投稿: 外の人 | 2008年10月 3日 01:02
外の人 さん:
>携帯電話の電波ごときで誤作動する可能性がある
>ペースメーカーというのは、もうその時点で
>不良品なのではないでしょうか。
確かに、今どきはいろいろな電磁波が飛び交ってますから、それでは危なくてしょうがないですね。
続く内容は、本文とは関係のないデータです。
// GPU context loss/restore handshake
//
// On context loss the recovery enters a staged-backoff retry loop. Each
// elapsed retry deadline without a restore counts as a failed attempt;
// exhausting the attempt budget escalates to a soft-restart broadcast,
// and if the loss still persists after a grace period the host is asked
// for a full reload as the guaranteed terminal recovery. A restore (the
// host's native event or a manual reacquisition) resets everything and
// broadcasts a rebuild request so renderers recreate GPU objects.

use std::sync::Arc;

use serde::{Deserialize, Serialize};
use tracing::{info, warn};

use crate::bus::EventBus;
use crate::events::GovernanceEvent;
use crate::host::HostActions;

#[derive(Debug, Clone, Serialize, Deserialize)]
pub struct ContextRecoveryConfig {
    /// Staged retry delays; the final stage repeats once exceeded.
    pub backoff_ms: Vec<u64>,
    /// Failed attempts tolerated before the soft-restart escalation.
    pub max_attempts: u32,
    /// How long after the soft-restart request before the terminal
    /// full reload.
    pub reload_grace_ms: u64,
}

impl Default for ContextRecoveryConfig {
    fn default() -> Self {
        Self {
            backoff_ms: vec![1_000, 2_000, 5_000],
            max_attempts: 3,
            reload_grace_ms: 4_000,
        }
    }
}

#[derive(Debug)]
pub struct ContextRecovery {
    config: ContextRecoveryConfig,
    is_recovering: bool,
    attempts: u32,
    next_retry_at: Option<u64>,
    reload_deadline: Option<u64>,
    soft_restart_sent: bool,
}

impl ContextRecovery {
    pub fn new(config: ContextRecoveryConfig) -> Self {
        Self {
            config,
            is_recovering: false,
            attempts: 0,
            next_retry_at: None,
            reload_deadline: None,
            soft_restart_sent: false,
        }
    }

    pub fn is_recovering(&self) -> bool {
        self.is_recovering
    }

    pub fn attempts(&self) -> u32 {
        self.attempts
    }

    fn backoff_for(&self, attempt: u32) -> u64 {
        let idx = (attempt as usize).min(self.config.backoff_ms.len().saturating_sub(1));
        self.config.backoff_ms.get(idx).copied().unwrap_or(1_000)
    }

    /// Host reported context loss. Default handling is assumed suppressed
    /// by the host so the context remains recoverable.
    pub fn on_context_lost(&mut self, now_ms: u64) {
        if self.is_recovering {
            return;
        }
        warn!("gpu context lost; entering staged recovery");
        self.is_recovering = true;
        self.attempts = 0;
        self.soft_restart_sent = false;
        self.reload_deadline = None;
        self.next_retry_at = Some(now_ms + self.backoff_for(0));
    }

    /// Host reported a restored (or manually reacquired) context.
    pub fn on_context_restored(&mut self, context_id: u64, bus: &EventBus) {
        if !self.is_recovering {
            return;
        }
        info!(context_id, "gpu context restored; requesting resource rebuild");
        self.is_recovering = false;
        self.attempts = 0;
        self.next_retry_at = None;
        self.reload_deadline = None;
        self.soft_restart_sent = false;
        bus.publish(GovernanceEvent::WebglRebuild { context_id });
    }

    /// Periodic escalation check.
    pub fn tick(&mut self, now_ms: u64, bus: &EventBus, host: &Arc<dyn HostActions>) {
        if !self.is_recovering {
            return;
        }

        if let Some(deadline) = self.reload_deadline {
            if now_ms >= deadline {
                warn!("gpu context still lost after soft restart; full reload");
                self.reload_deadline = None;
                host.request_reload();
            }
            return;
        }

        let retry_at = match self.next_retry_at {
            Some(t) => t,
            None => return,
        };
        if now_ms < retry_at {
            return;
        }

        // The retry deadline elapsed without a restore: failed attempt.
        self.attempts += 1;
        if self.attempts >= self.config.max_attempts {
            if !self.soft_restart_sent {
                warn!(
                    attempts = self.attempts,
                    "gpu recovery attempts exhausted; requesting soft restart"
                );
                self.soft_restart_sent = true;
                self.next_retry_at = None;
                self.reload_deadline = Some(now_ms + self.config.reload_grace_ms);
                bus.publish(GovernanceEvent::SoftRestart);
            }
        } else {
            self.next_retry_at = Some(now_ms + self.backoff_for(self.attempts));
        }
    }
}

#[cfg(test)]
mod tests {
    use super::*;
    use crate::testing::FakeHost;

    fn recovery() -> ContextRecovery {
        ContextRecovery::new(ContextRecoveryConfig::default())
    }

    fn host() -> (Arc<FakeHost>, Arc<dyn HostActions>) {
        let fake = Arc::new(FakeHost::new());
        let dyn_host: Arc<dyn HostActions> = Arc::clone(&fake) as Arc<dyn HostActions>;
        (fake, dyn_host)
    }

    #[test]
    fn test_restore_after_first_backoff_rebuilds_once() {
        let mut rec = recovery();
        let bus = EventBus::default();

        rec.on_context_lost(0);
        assert!(rec.is_recovering());

        // Manual reacquisition after the first backoff delay.
        rec.on_context_restored(7, &bus);
        assert!(!rec.is_recovering());
        assert_eq!(rec.attempts(), 0);
        assert_eq!(bus.topic_count("webgl:rebuild"), 1);

        // Duplicate restore notifications are a no-op.
        rec.on_context_restored(7, &bus);
        assert_eq!(bus.topic_count("webgl:rebuild"), 1);
    }

    #[test]
    fn test_staged_backoff_attempt_counting() {
        let mut rec = recovery();
        let bus = EventBus::default();
        let (_, dyn_host) = host();

        rec.on_context_lost(0);
        rec.tick(500, &bus, &dyn_host);
        assert_eq!(rec.attempts(), 0, "retry not yet due");

        rec.tick(1_000, &bus, &dyn_host);
        assert_eq!(rec.attempts(), 1);

        // Second stage: 2s after the first failure.
        rec.tick(3_000, &bus, &dyn_host);
        assert_eq!(rec.attempts(), 2);
        assert_eq!(bus.topic_count("app:soft-restart"), 0);

        // Third failed attempt exhausts the budget.
        rec.tick(8_000, &bus, &dyn_host);
        assert_eq!(rec.attempts(), 3);
        assert_eq!(bus.topic_count("app:soft-restart"), 1);
    }

    #[test]
    fn test_terminal_reload_after_grace() {
        let mut rec = recovery();
        let bus = EventBus::default();
        let (fake, dyn_host) = host();

        rec.on_context_lost(0);
        for t in [1_000, 3_000, 8_000] {
            rec.tick(t, &bus, &dyn_host);
        }
        assert_eq!(bus.topic_count("app:soft-restart"), 1);
        assert_eq!(fake.reload_count(), 0);

        // Still lost past the grace period: terminal reload.
        rec.tick(12_000, &bus, &dyn_host);
        assert_eq!(fake.reload_count(), 1);
    }

    #[test]
    fn test_restore_during_grace_cancels_reload() {
        let mut rec = recovery();
        let bus = EventBus::default();
        let (fake, dyn_host) = host();

        rec.on_context_lost(0);
        for t in [1_000, 3_000, 8_000] {
            rec.tick(t, &bus, &dyn_host);
        }
        rec.on_context_restored(1, &bus);
        rec.tick(20_000, &bus, &dyn_host);
        assert_eq!(fake.reload_count(), 0, "restore cancels the pending reload");
        assert_eq!(bus.topic_count("webgl:rebuild"), 1);
    }
}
そんなものばかりでは、これまでに何人も死んでいるはずです。
投稿: tak | 2008年10月 3日 08:50
ペースメーカは定期的に内部の機械の設定を生体にあわせてプログラム変更しなおす必要があるんだよ。
で、それは何でやるかっていうと、電波。
心臓に直接繋がってるものだから
外部に接続端子とか置いておくわけにはいかないし
何かあればしょっちゅうプログラムするのに
体内からその都度取り出すわけにもいかない。
だから電波を使ってプログラムするわけで
そのせいで電磁波に弱い。
具体的には電気コンロや万引き防止センサー、全自動麻雀卓、発電所など
強力な磁気や電波を使用する機器に対しては極力接近しないように指導されてるはず。
確かに危なっかしいよ。不良品って言われてもしょうがないかもしんないけど
コレつけないと死んじゃうんだからしょうがないよね。
他にいい方法ないもんね。
投稿: 臨床工学技師より | 2008年12月12日 05:39
臨床工学技師より さん:
で、ケータイはどうなんだ?
投稿: tak | 2008年12月12日 12:23
その理屈で言ったら電波による指示で動作する自動機械はみんな誤動作しますね。
身近な例としては携帯電話やFeliCaを使用している自動改札機等々。
ペースメーカって人工的に脈動を生成してるんでしょ?電動機か何かで。
体内に置いているんだから低電力じゃ無いとやってけないんじゃ?
したら電磁波で脈動パターンが乱れる可能性はあるのでは?
投稿: syu | 2009年1月22日 11:43
syu さん:
>したら電磁波で脈動パターンが乱れる可能性はあるのでは?
だから、総務省の調査で、RFID 機器からは 22cm 以上、ケータイの場合は 8cm 離せば大丈夫で、しかも、影響は可逆的だから、一度乱れても、すぐに離せば大丈夫って、報告されてます。